The decision likely did not stem from a political disagreement with Russia’s actions. Huawei has become severely crippled when it comes to accessing US technology following sanctions already imposed on the company under the China-US Trade War. Instead, Huawei is likely simply protecting itself from collateral damage to its own business if the United States runs into trouble with tech shipments featuring American technology and intellectual property.
Existing sanctions against Huawei are so severe that the company has been forced to explore alternative revenue markets like pig farming. Perhaps more importantly, Huawei has also pioneered the development of its own TSV-free hybrid 3D stacking technology to improve silicon performance on non-advanced nodes.

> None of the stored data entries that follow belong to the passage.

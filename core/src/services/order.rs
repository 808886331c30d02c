// orderdesk/src/services/order.rs

use chrono::{DateTime, Utc};
use std::collections::{HashMap, HashSet};
use std::sync::Arc;
use tracing::{info, instrument, warn};
use uuid::Uuid;

use crate::dto::OrderDto;
use crate::error::{OrderdeskError, OrderdeskResult};
use crate::ids::IdGenerator;
use crate::models::{LineItem, NewOrder, Product};
use crate::store::{OrderStore, ProductStore};

/// A validated order creation command.
#[derive(Debug, Clone, PartialEq, Eq)]
pub struct NewOrderRequest {
  pub customer_email: String,
  pub product_ids: Vec<Uuid>,
}

#[derive(Clone)]
pub struct OrderService {
  orders: Arc<dyn OrderStore>,
  products: Arc<dyn ProductStore>,
  ids: Arc<dyn IdGenerator>,
}

impl OrderService {
  pub fn new(orders: Arc<dyn OrderStore>, products: Arc<dyn ProductStore>, ids: Arc<dyn IdGenerator>) -> Self {
    Self { orders, products, ids }
  }

  /// Resolves every requested product, snapshots its price into a line item
  /// and persists the order. Nothing is written if any product is missing.
  #[instrument(
    name = "order_service::create",
    skip(self, request),
    fields(requested = request.product_ids.len()),
    err(Display)
  )]
  pub async fn create(&self, request: NewOrderRequest) -> OrderdeskResult<OrderDto> {
    let requested = dedup_preserving_order(&request.product_ids);
    let products = self.resolve_products(&requested).await?;

    let items = products.iter().map(LineItem::snapshot).collect();
    let new_order = NewOrder::new(self.ids.generate(), request.customer_email, items).inspect_err(|_| {
      warn!(products = products.len(), "Order total overflows the decimal range.");
    })?;
    let saved = self.orders.save(new_order).await?;

    info!(
      order_id = %saved.id,
      items = saved.items.len(),
      total_price = %saved.total_price,
      "Order created."
    );
    Ok(saved.into())
  }

  #[instrument(name = "order_service::get_by_id", skip(self), err(Display))]
  pub async fn get_by_id(&self, id: Uuid) -> OrderdeskResult<OrderDto> {
    match self.orders.get(id).await? {
      Some(order) => Ok(order.into()),
      None => {
        warn!(order_id = %id, "Order not found.");
        Err(OrderdeskError::order_not_found(id))
      }
    }
  }

  /// Orders created within `[start, end]`, both bounds included.
  #[instrument(name = "order_service::get_all_in_time_interval", skip(self), err(Display))]
  pub async fn get_all_in_time_interval(
    &self,
    start: DateTime<Utc>,
    end: DateTime<Utc>,
  ) -> OrderdeskResult<Vec<OrderDto>> {
    let orders = self.orders.find_by_created_between(start, end).await?;
    info!("Fetched {} orders in interval.", orders.len());
    Ok(orders.into_iter().map(OrderDto::from).collect())
  }

  /// Returns the products for `ids` in the same order as `ids`, or
  /// `ProductsNotFound` naming exactly the ids the store did not return.
  async fn resolve_products(&self, ids: &[Uuid]) -> OrderdeskResult<Vec<Product>> {
    let mut found: HashMap<Uuid, Product> = self
      .products
      .find_all_by_ids(ids)
      .await?
      .into_iter()
      .map(|p| (p.id, p))
      .collect();

    let missing: Vec<Uuid> = ids.iter().filter(|id| !found.contains_key(*id)).copied().collect();
    if !missing.is_empty() {
      warn!(missing = ?missing, "Order references unknown products.");
      return Err(OrderdeskError::ProductsNotFound { ids: missing });
    }

    // Every id is present in `found` at this point.
    Ok(ids.iter().filter_map(|id| found.remove(id)).collect())
  }
}

fn dedup_preserving_order(ids: &[Uuid]) -> Vec<Uuid> {
  let mut seen = HashSet::with_capacity(ids.len());
  ids.iter().filter(|id| seen.insert(**id)).copied().collect()
}

#[cfg(test)]
mod tests {
  use super::*;

  #[test]
  fn dedup_keeps_first_occurrence_order() {
    let a = Uuid::new_v4();
    let b = Uuid::new_v4();
    let c = Uuid::new_v4();
    assert_eq!(dedup_preserving_order(&[b, a, b, c, a]), vec![b, a, c]);
    assert!(dedup_preserving_order(&[]).is_empty());
  }
}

While US sanctions against Russia are primarily aimed at curtailing military applications, advances in consumer technology mean consumer AMD Ryzen or Intel Core products could also be deployed in these scenarios. As a result, the companies are taking a “prevention is better than cure” approach, which seems like a smart move given Huawei’s already significant issues.
So Huawei is apparently putting its technology partnership with Russia on hold until the geopolitical climate stabilizes. The company has already improved Russia’s infrastructure by installing an Arm-based data center server in the heart of Moscow, including the storage system the Russian government has been seeking to upgrade — with uncertain success — since last year.
It has now become increasingly difficult for Russia to scale – and even maintain – its already deployed high-performance computing systems. If these begin to fail, the country will be faced with a degrading technological infrastructure that is likely to degrade through its military capabilities. A shift to illegal and clandestine acquisitions may be the only way to keep the country’s tech barge afloat.